Over the last 30 years, data, and specifically, location data, has gone from an occasional and specific tool (such as an A-Z for a new city) to something fundamentally embedded in our daily lives. It forms the backbone to a wide range of information products and services which comes from its ability to be combined with other datasets. This provides immense value to society, businesses and wider organisations, which, for example, stem from highly visible tools like live traffic updates on your phone to the sensors controlling junctions which speed up journeys while generally going unnoticed by the general public.
Recent developments in location data also allow us to better observe the environment we live in, making it a vital tool in our fight against climate change and achieving Net Zero. Having up-to-date location data at our fingertips will help us make the best use of the land around us and support the identification of biodiversity hotspots that require preservation.
However, despite its ever-increasing importance, projects looking to invest in the creation, improvement or sharing of location data struggle to articulate the impacts and benefits of doing so, which is important to unlocking future funding. Many believe that this has led to location data being undervalued and underinvested in.
The Geospatial Data Market Study published last year, identified that location data has the potential to generate a significant amount of value through widespread adoption. To overcome the challenge of valuing this data, the Geospatial Commission will start to build and develop consistent approaches to understanding the value of location data, culminating in published guidance on measuring the economic, social and environmental value of location data.

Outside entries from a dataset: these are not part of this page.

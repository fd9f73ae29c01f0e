use std::time::Duration;

use clap::Parser;
use colored::Colorize;
use indicatif::{ProgressBar, ProgressDrawTarget, ProgressStyle};
use tokio::fs::OpenOptions;
use tokio::io::AsyncWriteExt;

use crate::cli::args::CliArgs;
use crate::cli::validation;
use crate::config::{self, ConfigFile};
use crate::fetcher;
use crate::filters::{self, FilterSelection, ALL_LABEL};
use crate::output;
use crate::view::{self, tui, Card, UiState};

fn print_banner(no_color: bool) {
    let _ = no_color;
    const BANNER: &str = r#"
 _ __ ___   __ _ _ __ __ _  ___ _ __ ___
| '_ ` _ \ / _` | '__/ _` |/ _ \ '_ ` _ \
| | | | | | (_| | | | (_| |  __/ | | | | |
|_| |_| |_|\__,_|_|  \__, |\___|_| |_| |_|
                     |___/
       v0.2.0 - company margin dashboard
    "#;
    print!("{}", BANNER);
    println!();
}

fn format_kv_line(label: &str, value: &str) {
    println!(":: {:<10}: {}", label, value);
}

#[derive(Clone, Debug)]
struct RunConfig {
    endpoint: String,
    timeout: u64,
    once: bool,
    filter: FilterSelection,
    output: Option<String>,
    output_format: Option<output::OutputFormat>,
    no_color: bool,
}

fn parse_filter(raw: &str) -> FilterSelection {
    let trimmed = raw.trim();
    if trimmed.is_empty() || trimmed.eq_ignore_ascii_case(ALL_LABEL) {
        FilterSelection::All
    } else {
        FilterSelection::Location(trimmed.to_string())
    }
}

fn build_run_config(args: CliArgs, cfg: ConfigFile) -> Result<RunConfig, String> {
    validation::validate(&args)?;

    let endpoint = args
        .url
        .or(cfg.url)
        .unwrap_or_else(|| fetcher::DEFAULT_ENDPOINT.to_string());
    if reqwest::Url::parse(&endpoint).is_err() {
        return Err(format!("invalid endpoint URL '{endpoint}'"));
    }

    let timeout = args.timeout.or(cfg.timeout).unwrap_or(10);
    let once = args.once || cfg.once.unwrap_or(false);
    let no_color = args.no_color || cfg.no_color.unwrap_or(false);

    let filter = args
        .filter
        .or(cfg.filter)
        .map(|raw| parse_filter(&raw))
        .unwrap_or_default();

    let output = args.output.or(cfg.output);
    let output_format_raw = args.output_format.or(cfg.output_format);
    let output_format = match (output.as_deref(), output_format_raw.as_deref()) {
        (_, Some(raw)) => Some(
            output::OutputFormat::parse(raw)
                .ok_or_else(|| format!("invalid output format '{raw}', expected text or json"))?,
        ),
        (Some(path), None) => Some(
            output::infer_format_from_path(path).unwrap_or(output::OutputFormat::Text),
        ),
        (None, None) => None,
    };

    Ok(RunConfig {
        endpoint,
        timeout,
        once,
        filter,
        output,
        output_format,
        no_color,
    })
}

fn print_card(card: &Card) {
    let badge = match card.margin.as_deref() {
        Some(margin) if margin.starts_with('-') => margin.bold().red(),
        Some(margin) => margin.bold().green(),
        None => "n/a".bold().yellow(),
    };
    println!(
        "{}{}{} {} {}{}{}",
        "[".bold().white(),
        badge,
        "]".bold().white(),
        card.title.bold().cyan(),
        "(".bold().white(),
        card.location.bold().blue(),
        ")".bold().white(),
    );
    println!("     {} {}", "gross :".bold().white(), card.gross_profit);
    println!("     {} {}", "debt  :".bold().white(), card.debt);
    println!("     {} {}", "net   :".bold().white(), card.net_profit);
}

async fn run_once(run: &RunConfig, client: &reqwest::Client) -> Result<(), String> {
    let pb = ProgressBar::new_spinner();
    pb.set_draw_target(ProgressDrawTarget::stderr());
    pb.enable_steady_tick(Duration::from_millis(200));
    pb.set_style(
        ProgressStyle::with_template(":: {spinner} {msg}")
            .map_err(|e| format!("failed to build spinner style: {e}"))?,
    );
    pb.set_message("fetching dataset...");

    let result = fetcher::fetch_dataset(client, &run.endpoint).await;
    pb.finish_and_clear();

    let dataset = match result {
        Ok(dataset) => dataset,
        Err(e) => {
            println!(
                "{}{}{} {}",
                "[".bold().white(),
                "ERR".bold().red(),
                "]".bold().white(),
                e.to_string().bold().white()
            );
            return Err(e.to_string());
        }
    };

    let filter_index = filters::derive_filters(&dataset);
    let summary = filter_index
        .iter()
        .map(|e| format!("{} ({})", e.label, e.count))
        .collect::<Vec<_>>()
        .join(", ");
    format_kv_line("endpoint", &run.endpoint);
    format_kv_line("records", &dataset.len().to_string());
    format_kv_line("filters", &summary);
    format_kv_line("filter", run.filter.label());
    println!();

    let cards = view::build_cards(&dataset, &run.filter);
    match view::ui_state_for(&cards) {
        UiState::Empty => {
            println!(
                "{}{}{} {}",
                "[".bold().white(),
                "~".bold().yellow(),
                "]".bold().white(),
                "no records match the current filter".bold().white()
            );
        }
        _ => {
            for card in &cards {
                print_card(card);
            }
        }
    }

    if let Some(outfile_path) = run.output.as_deref() {
        let format = run.output_format.unwrap_or(output::OutputFormat::Text);
        let records = output::build_records(&dataset, &run.filter);
        let rendered = match format {
            output::OutputFormat::Text => output::render_text(&records),
            output::OutputFormat::Json => output::render_json(&records),
        };

        let mut outfile = OpenOptions::new()
            .create(true)
            .write(true)
            .truncate(true)
            .open(outfile_path)
            .await
            .map_err(|e| format!("failed to open output file: {e}"))?;
        outfile
            .write_all(&rendered)
            .await
            .map_err(|_| "failed to write output file".to_string())?;

        println!();
        format_kv_line("output", outfile_path);
    }

    Ok(())
}

async fn run_async(run: RunConfig) -> Result<(), String> {
    if run.no_color {
        colored::control::set_override(false);
    }

    let client = fetcher::build_client(run.timeout).map_err(|e| e.to_string())?;

    if run.once {
        print_banner(run.no_color);
        run_once(&run, &client).await
    } else {
        let initial_filter = match &run.filter {
            FilterSelection::All => None,
            FilterSelection::Location(location) => Some(location.clone()),
        };
        tui::run_dashboard(client, run.endpoint.clone(), initial_filter).await
    }
}

pub fn run_cli() -> Result<(), String> {
    let args = CliArgs::parse();

    if args.init_config {
        let path = config::default_config_path()
            .ok_or_else(|| "could not determine home directory".to_string())?;
        config::ensure_default_config_file(&path)?;
        format_kv_line("config", &path.display().to_string());
        return Ok(());
    }

    let cfg = match args.config.as_deref() {
        Some(path) => config::load_config(&config::expand_tilde(path), false)?,
        None => match config::default_config_path() {
            Some(path) => config::load_config(&path, true)?,
            None => ConfigFile::default(),
        },
    };

    let run = build_run_config(args, cfg)?;

    let rt = tokio::runtime::Builder::new_multi_thread()
        .enable_all()
        .build()
        .map_err(|e| format!("failed to build runtime: {e}"))?;

    rt.block_on(run_async(run))?;
    Ok(())
}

What makes location data so difficult to value?
As you might expect, valuing data is no easy task - it is a technical area that is tricky to unpack with some context being quite abstract. Understanding and being consistent in how we value data is fundamental to creating opportunities for economic growth and the betterment of society.
The difficulties behind valuing data can be broken down into several important challenges. The first challenge comes from the fact that the value of location can only be realised when combined with other datasets. Once a location dataset is linked with another set, it provides new insights resulting in potentially boundless opportunities when it comes to its use, making it difficult to fully value at any given point in time without being underestimated. This combining of datasets comes with its own ethical and privacy considerations which may act as barriers to further use.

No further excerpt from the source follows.